▶ **Task to carry out**
Reproduce the records exactly, beginning with their first line and ending with the line that contains "fn write_byte(&mut self, byte: u8)", and output nothing more.

▶ **Data for this task**
———

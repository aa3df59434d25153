// Software-driven two-wire write bus for the external DAC. There is no
// protocol controller behind this: every edge on the clock and data lines
// is produced here, one register write at a time. Write-only; the DAC's
// acknowledge slots are clocked but never read back.

use embedded_hal::blocking::delay::DelayUs;
use embedded_hal::digital::v2::OutputPin;

/// Half of one clock pulse, in microseconds. This is the timing contract
/// that satisfies the DAC's setup/hold requirements; do not shorten it.
pub const HALF_PULSE_MICROS: u16 = 5;

/// The bit-level operations a DAC frame is built from. Every frame is
/// exactly `start_condition`, a fixed run of `write_bit`/`release_ack`,
/// then `stop_condition`; partial frames are undefined and must not occur.
pub trait DacBus {
    fn start_condition(&mut self);
    fn write_bit(&mut self, bit: bool);
    /// Release the data line and clock once through the peripheral's
    /// acknowledge slot, without sampling it.
    fn release_ack(&mut self);
    fn stop_condition(&mut self);

    // MSB first, followed by the acknowledge slot.
    fn write_byte(&mut self, byte: u8) {
        for shift in (0..8).rev() {
            self.write_bit(byte & (1 << shift) != 0);
        }
        self.release_ack();
    }
}

/// Bit-banged implementation over two output lines and a microsecond delay
/// source. The caller must not assume any idle bus state beyond what
/// `start_condition` itself establishes.
pub struct BitBangBus<Clk, Dat, D> {
    clk: Clk,
    dat: Dat,
    delay: D,
}

impl<Clk: OutputPin, Dat: OutputPin, D: DelayUs<u16>> BitBangBus<Clk, Dat, D> {
    pub fn new(clk: Clk, dat: Dat, delay: D) -> BitBangBus<Clk, Dat, D> {
        BitBangBus { clk, dat, delay }
    }

    pub fn return_pins(self) -> (Clk, Dat, D) {
        (self.clk, self.dat, self.delay)
    }

    fn data_set(&mut self, bit: bool) {
        if bit {
            self.dat.set_high().ok();
        } else {
            self.dat.set_low().ok();
        }
    }

    fn pulse_clock(&mut self) {
        self.delay.delay_us(HALF_PULSE_MICROS);
        self.clk.set_high().ok();
        self.delay.delay_us(HALF_PULSE_MICROS);
        self.clk.set_low().ok();
    }
}

impl<Clk: OutputPin, Dat: OutputPin, D: DelayUs<u16>> DacBus for BitBangBus<Clk, Dat, D> {
    fn start_condition(&mut self) {
        self.dat.set_low().ok();
        self.delay.delay_us(HALF_PULSE_MICROS);
        self.clk.set_low().ok();
    }

    fn write_bit(&mut self, bit: bool) {
        self.data_set(bit);
        self.pulse_clock();
    }

    fn release_ack(&mut self) {
        self.dat.set_high().ok();
        self.pulse_clock();
    }

    fn stop_condition(&mut self) {
        self.clk.set_high().ok();
        self.delay.delay_us(HALF_PULSE_MICROS);
        self.dat.set_high().ok();
        self.delay.delay_us(HALF_PULSE_MICROS);
    }
}

#[cfg(test)]
mod tests {
    use super::*;
    use crate::testing::{new_log, Event, LineRecorder, LoggedDelay, Wire};
    use embedded_hal_mock::delay::MockNoop;
    use embedded_hal_mock::pin::{
        Mock as PinMock, State as PinState, Transaction as PinTransaction,
    };

    fn recording_bus() -> (
        BitBangBus<LineRecorder, LineRecorder, LoggedDelay>,
        crate::testing::Log,
    ) {
        let log = new_log();
        let bus = BitBangBus::new(
            LineRecorder::new(Wire::Clock, &log),
            LineRecorder::new(Wire::Data, &log),
            LoggedDelay::new(&log),
        );
        (bus, log)
    }

    fn level(wire: Wire, high: bool) -> Event {
        Event::Level { wire, high }
    }

    const WAIT: Event = Event::Wait {
        micros: HALF_PULSE_MICROS,
    };

    #[test]
    fn start_condition_drops_data_then_clock() {
        let (mut bus, log) = recording_bus();
        bus.start_condition();
        assert_eq!(
            log.borrow().as_slice(),
            &[level(Wire::Data, false), WAIT, level(Wire::Clock, false)]
        );
    }

    #[test]
    fn write_bit_sets_data_before_the_clock_pulse() {
        let (mut bus, log) = recording_bus();
        bus.write_bit(true);
        assert_eq!(
            log.borrow().as_slice(),
            &[
                level(Wire::Data, true),
                WAIT,
                level(Wire::Clock, true),
                WAIT,
                level(Wire::Clock, false),
            ]
        );
    }

    #[test]
    fn stop_condition_raises_clock_then_data() {
        let (mut bus, log) = recording_bus();
        bus.stop_condition();
        assert_eq!(
            log.borrow().as_slice(),
            &[
                level(Wire::Clock, true),
                WAIT,
                level(Wire::Data, true),
                WAIT,
            ]
        );
    }

    #[test]
    fn write_byte_is_msb_first_and_releases_the_ack_slot() {
        let (mut bus, log) = recording_bus();
        bus.write_byte(0b1010_0001);

        let data_levels: Vec<bool> = log
            .borrow()
            .iter()
            .filter_map(|event| match event {
                Event::Level {
                    wire: Wire::Data,
                    high,
                } => Some(*high),
                _ => None,
            })
            .collect();
        // Eight payload bits then the released (high) acknowledge slot
        assert_eq!(
            data_levels,
            vec![true, false, true, false, false, false, false, true, true]
        );

        let rising_edges = log
            .borrow()
            .iter()
            .filter(|event| {
                matches!(
                    event,
                    Event::Level {
                        wire: Wire::Clock,
                        high: true
                    }
                )
            })
            .count();
        assert_eq!(rising_edges, 9);
    }

    #[test]
    fn bit_write_drives_mock_pins_in_order() {
        let clk = PinMock::new(&[
            PinTransaction::set(PinState::High),
            PinTransaction::set(PinState::Low),
        ]);
        let dat = PinMock::new(&[PinTransaction::set(PinState::Low)]);
        let mut clk_handle = clk.clone();
        let mut dat_handle = dat.clone();

        let mut bus = BitBangBus::new(clk, dat, MockNoop::new());
        bus.write_bit(false);

        clk_handle.done();
        dat_handle.done();
    }
}
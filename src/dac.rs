// This file drives the external multi-channel DAC sitting behind the
// bit-banged bus. The channel-to-chip-select multiplexing is fixed by the
// board wiring; board-level groupings live in the mapping file.

use embedded_hal::digital::v2::OutputPin;

use crate::bus::DacBus;
use crate::mapping::DacSelectPins;
use crate::Channel;

pub const DAC_RESOLUTION: u16 = 4095;

// First frame byte before the sub-address bit is folded in: six command
// bits and a trailing fixed 0.
const COMMAND_BITS: u8 = 0b1100_0000;

impl Channel {
    // Two DAC packages share the bus; channel three lives at sub-address 0
    // on one of them, channels one and two at sub-address 1. Wiring fact,
    // reproduced exactly.
    fn dac_address(self) -> u8 {
        match self {
            Channel::Three => 0,
            _ => 1,
        }
    }
}

pub struct Dac<Cs1, Cs2> {
    cs1: Cs1,
    cs2: Cs2,
}

impl<Cs1: OutputPin, Cs2: OutputPin> Dac<Cs1, Cs2> {
    pub fn new(select: DacSelectPins<Cs1, Cs2>) -> Dac<Cs1, Cs2> {
        Dac {
            cs1: select.cs1,
            cs2: select.cs2,
        }
    }

    pub fn return_pins(self) -> DacSelectPins<Cs1, Cs2> {
        DacSelectPins {
            cs1: self.cs1,
            cs2: self.cs2,
        }
    }

    /// Write a 12-bit code to one output channel. The frame is three bytes,
    /// each followed by an unread acknowledge slot: the command/address
    /// byte, the code's high nibble, the code's low byte.
    pub fn write_count(&mut self, channel: Channel, count: u16, bus: &mut impl DacBus) {
        let count = count & DAC_RESOLUTION;

        match channel {
            Channel::Three => {
                self.cs1.set_high().ok();
                self.cs2.set_high().ok();
            }
            Channel::Two => {
                self.cs1.set_low().ok();
                self.cs2.set_high().ok();
            }
            Channel::One => {
                self.cs1.set_high().ok();
                self.cs2.set_low().ok();
            }
        }

        // A clock pulse delayed mid-frame corrupts the transfer with no way
        // to detect it, so the whole frame runs with interrupts masked.
        critical_section::with(|_| {
            bus.start_condition();
            bus.write_byte(COMMAND_BITS | (channel.dac_address() << 1));
            bus.write_byte((count >> 8) as u8);
            bus.write_byte(count as u8);
            bus.stop_condition();
        });
    }
}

———

▶ **Solution to this exercise**
repository aa3df59434d25153
// Software-driven two-wire write bus for the external DAC. There is no
// protocol controller behind this: every edge on the clock and data lines
// is produced here, one register write at a time. Write-only; the DAC's
// acknowledge slots are clocked but never read back.

use embedded_hal::blocking::delay::DelayUs;
use embedded_hal::digital::v2::OutputPin;

/// Half of one clock pulse, in microseconds. This is the timing contract
/// that satisfies the DAC's setup/hold requirements; do not shorten it.
pub const HALF_PULSE_MICROS: u16 = 5;

/// The bit-level operations a DAC frame is built from. Every frame is
/// exactly `start_condition`, a fixed run of `write_bit`/`release_ack`,
/// then `stop_condition`; partial frames are undefined and must not occur.
pub trait DacBus {
    fn start_condition(&mut self);
    fn write_bit(&mut self, bit: bool);
    /// Release the data line and clock once through the peripheral's
    /// acknowledge slot, without sampling it.
    fn release_ack(&mut self);
    fn stop_condition(&mut self);

    // MSB first, followed by the acknowledge slot.
    fn write_byte(&mut self, byte: u8) {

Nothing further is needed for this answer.